=== Task instructions ===
Retype the records below so that each one matches exactly.

=== Information ===

* * * * *

//! # Stack Instructions
//!
//! This module implements stack operations:
//! - PHA, PHX, PHY, PHP: Push a register (PHP pushes the status with B set)
//! - PLA, PLX, PLY: Pull a register, updating Z and N
//! - PLP: Pull the status register
//!
//! The stack lives in page 1 (0x0100-0x01FF) and grows downward; SP wraps.

use super::Instruction;
use crate::{Cpu, ExecutionError, MemoryBus};

/// Pushes `value` (PHA, PHX, PHY, PHP).
///
/// Cycle timing: 3 cycles
pub(crate) fn execute_push<M: MemoryBus>(
    cpu: &mut Cpu<M>,
    inst: &Instruction,
    value: u8,
) -> Result<u16, ExecutionError> {
    cpu.push(value);
    cpu.charge(inst.cycles())?;
    Ok(inst.next)
}

pub(crate) fn execute_pla<M: MemoryBus>(
    cpu: &mut Cpu<M>,
    inst: &Instruction,
) -> Result<u16, ExecutionError> {
    cpu.a = cpu.pull();
    cpu.p.update_nz(cpu.a);
    cpu.charge(inst.cycles())?;
    Ok(inst.next)
}

pub(crate) fn execute_plx<M: MemoryBus>(
    cpu: &mut Cpu<M>,
    inst: &Instruction,
) -> Result<u16, ExecutionError> {
    cpu.x = cpu.pull();
    cpu.p.update_nz(cpu.x);
    cpu.charge(inst.cycles())?;
    Ok(inst.next)
}

pub(crate) fn execute_ply<M: MemoryBus>(
    cpu: &mut Cpu<M>,
    inst: &Instruction,
) -> Result<u16, ExecutionError> {
    cpu.y = cpu.pull();
    cpu.p.update_nz(cpu.y);
    cpu.charge(inst.cycles())?;
    Ok(inst.next)
}

/// Executes PLP (Pull Processor Status).
///
/// Every flag except B and U is replaced by the pulled byte; B and U keep their
/// live value.
///
/// Cycle timing: 4 cycles
pub(crate) fn execute_plp<M: MemoryBus>(
    cpu: &mut Cpu<M>,
    inst: &Instruction,
) -> Result<u16, ExecutionError> {
    let pulled = cpu.pull();
    cpu.p.restore(pulled);
    cpu.charge(inst.cycles())?;
    Ok(inst.next)
}
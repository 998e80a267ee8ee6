//! Formatting functions for disassembled instructions

use crate::addressing::{branch_target, AddressingMode};
use crate::disassembler::{DisassemblyOptions, Instruction};

/// Format a single instruction as assembly text
///
/// Branch operands are shown as their resolved target address.
pub fn format_instruction(instr: &Instruction) -> String {
    let operand = format_operand(instr);

    if operand.is_empty() {
        instr.mnemonic.to_string()
    } else {
        format!("{} {}", instr.mnemonic, operand)
    }
}

/// One listing line: optional address and raw bytes, then the instruction.
pub fn format_line(instr: &Instruction, options: &DisassemblyOptions) -> String {
    let mut line = String::new();

    if options.show_offsets {
        line.push_str(&format!("${:04X}  ", instr.address));
    }
    if options.hex_dump {
        let bytes: Vec<String> = std::iter::once(instr.opcode)
            .chain(instr.operand_bytes.iter().copied())
            .map(|byte| format!("{:02X}", byte))
            .collect();
        line.push_str(&format!("{:<10}", bytes.join(" ")));
    }

    line.push_str(&format_instruction(instr));
    line
}

fn format_operand(instr: &Instruction) -> String {
    use AddressingMode::*;

    if instr.is_data() {
        return format!("${:02X}", instr.opcode);
    }

    let bytes = instr.operand_bytes.as_slice();
    let byte = || bytes.first().map(|b| format!("${:02X}", b));
    let word = || match bytes {
        [lo, hi, ..] => Some(format!("${:04X}", u16::from_le_bytes([*lo, *hi]))),
        _ => None,
    };
    // Branch displacements count from the end of the instruction.
    let target = |offset: u8| {
        let next = instr.address.wrapping_add(instr.size_bytes as u16);
        format!("${:04X}", branch_target(next, offset))
    };

    let operand = match instr.addressing_mode {
        Implicit => Some(String::new()),
        Accumulator => Some("A".to_string()),
        Immediate => byte().map(|b| format!("#{}", b)),
        ZeroPage => byte(),
        ZeroPageX => byte().map(|b| format!("{},X", b)),
        ZeroPageY => byte().map(|b| format!("{},Y", b)),
        ZeroPageIndirect => byte().map(|b| format!("({})", b)),
        Relative => bytes.first().map(|offset| target(*offset)),
        ZeroPageRelative => match bytes {
            [zp, offset, ..] => Some(format!("${:02X},{}", zp, target(*offset))),
            _ => None,
        },
        Absolute => word(),
        AbsoluteX => word().map(|w| format!("{},X", w)),
        AbsoluteY => word().map(|w| format!("{},Y", w)),
        Indirect => word().map(|w| format!("({})", w)),
        AbsoluteIndexedIndirect => word().map(|w| format!("({},X)", w)),
        IndirectX => byte().map(|b| format!("({},X)", b)),
        IndirectY => byte().map(|b| format!("({}),Y", b)),
    };

    operand.unwrap_or_else(|| "?".to_string())
}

* * * * *

=== Task answer ===
//! # Stack Instructions
//!
//! This module implements stack operations:
//! - PHA, PHX, PHY, PHP: Push a register (PHP pushes the status with B set)
//! - PLA, PLX, PLY: Pull a register, updating Z and N
//! - PLP: Pull the status register
//!
//! The stack lives in page 1 (0x0100-0x01FF) and grows downward; SP wraps.

use super::Instruction;
use crate::{Cpu, ExecutionError, MemoryBus};

/// Pushes `value` (PHA, PHX, PHY, PHP).
///
/// Cycle timing: 3 cycles
pub(crate) fn execute_push<M: MemoryBus>(
    cpu: &mut Cpu<M>,
    inst: &Instruction,
    value: u8,
) -> Result<u16, ExecutionError> {
    cpu.push(value);
    cpu.charge(inst.cycles())?;
    Ok(inst.next)
}

pub(crate) fn execute_pla<M: MemoryBus>(
    cpu: &mut Cpu<M>,
    inst: &Instruction,
) -> Result<u16, ExecutionError> {
    cpu.a = cpu.pull();
    cpu.p.update_nz(cpu.a);
    cpu.charge(inst.cycles())?;
    Ok(inst.next)
}

pub(crate) fn execute_plx<M: MemoryBus>(
    cpu: &mut Cpu<M>,
    inst: &Instruction,
) -> Result<u16, ExecutionError> {
    cpu.x = cpu.pull();
    cpu.p.update_nz(cpu.x);
    cpu.charge(inst.cycles())?;
    Ok(inst.next)
}

pub(crate) fn execute_ply<M: MemoryBus>(
    cpu: &mut Cpu<M>,
    inst: &Instruction,
) -> Result<u16, ExecutionError> {
    cpu.y = cpu.pull();
    cpu.p.update_nz(cpu.y);
    cpu.charge(inst.cycles())?;
    Ok(inst.next)
}

/// Executes PLP (Pull Processor Status).
///
/// Every flag except B and U is replaced by the pulled byte; B and U keep their
/// live value.
///
/// Cycle timing: 4 cycles
pub(crate) fn execute_plp<M: MemoryBus>(
    cpu: &mut Cpu<M>,
    inst: &Instruction,
) -> Result<u16, ExecutionError> {
    let pulled = cpu.pull();
    cpu.p.restore(pulled);
    cpu.charge(inst.cycles())?;
    Ok(inst.next)
}
repository 998e80a267ee8ee6
//! Formatting functions for disassembled instructions

use crate::addressing::{branch_target, AddressingMode};
use crate::disassembler::{DisassemblyOptions, Instruction};

/// Format a single instruction as assembly text
///
/// Branch operands are shown as their resolved target address.
pub fn format_instruction(instr: &Instruction) -> String {
    let operand = format_operand(instr);

    if operand.is_empty() {
        instr.mnemonic.to_string()
    } else {
        format!("{} {}", instr.mnemonic, operand)
    }
}

/// One listing line: optional address and raw bytes, then the instruction.
pub fn format_line(instr: &Instruction, options: &DisassemblyOptions) -> String {
    let mut line = String::new();

    if options.show_offsets {
        line.push_str(&format!("${:04X}  ", instr.address));
    }
    if options.hex_dump {
        let bytes: Vec<String> = std::iter::once(instr.opcode)
            .chain(instr.operand_bytes.iter().copied())
            .map(|byte| format!("{:02X}", byte))
            .collect();
        line.push_str(&format!("{:<10}", bytes.join(" ")));
    }

    line.push_str(&format_instruction(instr));
    line
}

fn format_operand(instr: &Instruction) -> String {
    use AddressingMode::*;

    if instr.is_data() {
        return format!("${:02X}", instr.opcode);
    }

    let bytes = instr.operand_bytes.as_slice();
    let byte = || bytes.first().map(|b| format!("${:02X}", b));
    let word = || match bytes {
        [lo, hi, ..] => Some(format!("${:04X}", u16::from_le_bytes([*lo, *hi]))),
        _ => None,
    };
    // Branch displacements count from the end of the instruction.
    let target = |offset: u8| {
        let next = instr.address.wrapping_add(instr.size_bytes as u16);
        format!("${:04X}", branch_target(next, offset))
    };

    let operand = match instr.addressing_mode {
        Implicit => Some(String::new()),
        Accumulator => Some("A".to_string()),
        Immediate => byte().map(|b| format!("#{}", b)),
        ZeroPage => byte(),
        ZeroPageX => byte().map(|b| format!("{},X", b)),
        ZeroPageY => byte().map(|b| format!("{},Y", b)),
        ZeroPageIndirect => byte().map(|b| format!("({})", b)),
        Relative => bytes.first().map(|offset| target(*offset)),
        ZeroPageRelative => match bytes {
            [zp, offset, ..] => Some(format!("${:02X},{}", zp, target(*offset))),
            _ => None,
        },
        Absolute => word(),
        AbsoluteX => word().map(|w| format!("{},X", w)),
        AbsoluteY => word().map(|w| format!("{},Y", w)),
        Indirect => word().map(|w| format!("({})", w)),
        AbsoluteIndexedIndirect => word().map(|w| format!("({},X)", w)),
        IndirectX => byte().map(|b| format!("({},X)", b)),
        IndirectY => byte().map(|b| format!("({}),Y", b)),
    };

    operand.unwrap_or_else(|| "?".to_string())
}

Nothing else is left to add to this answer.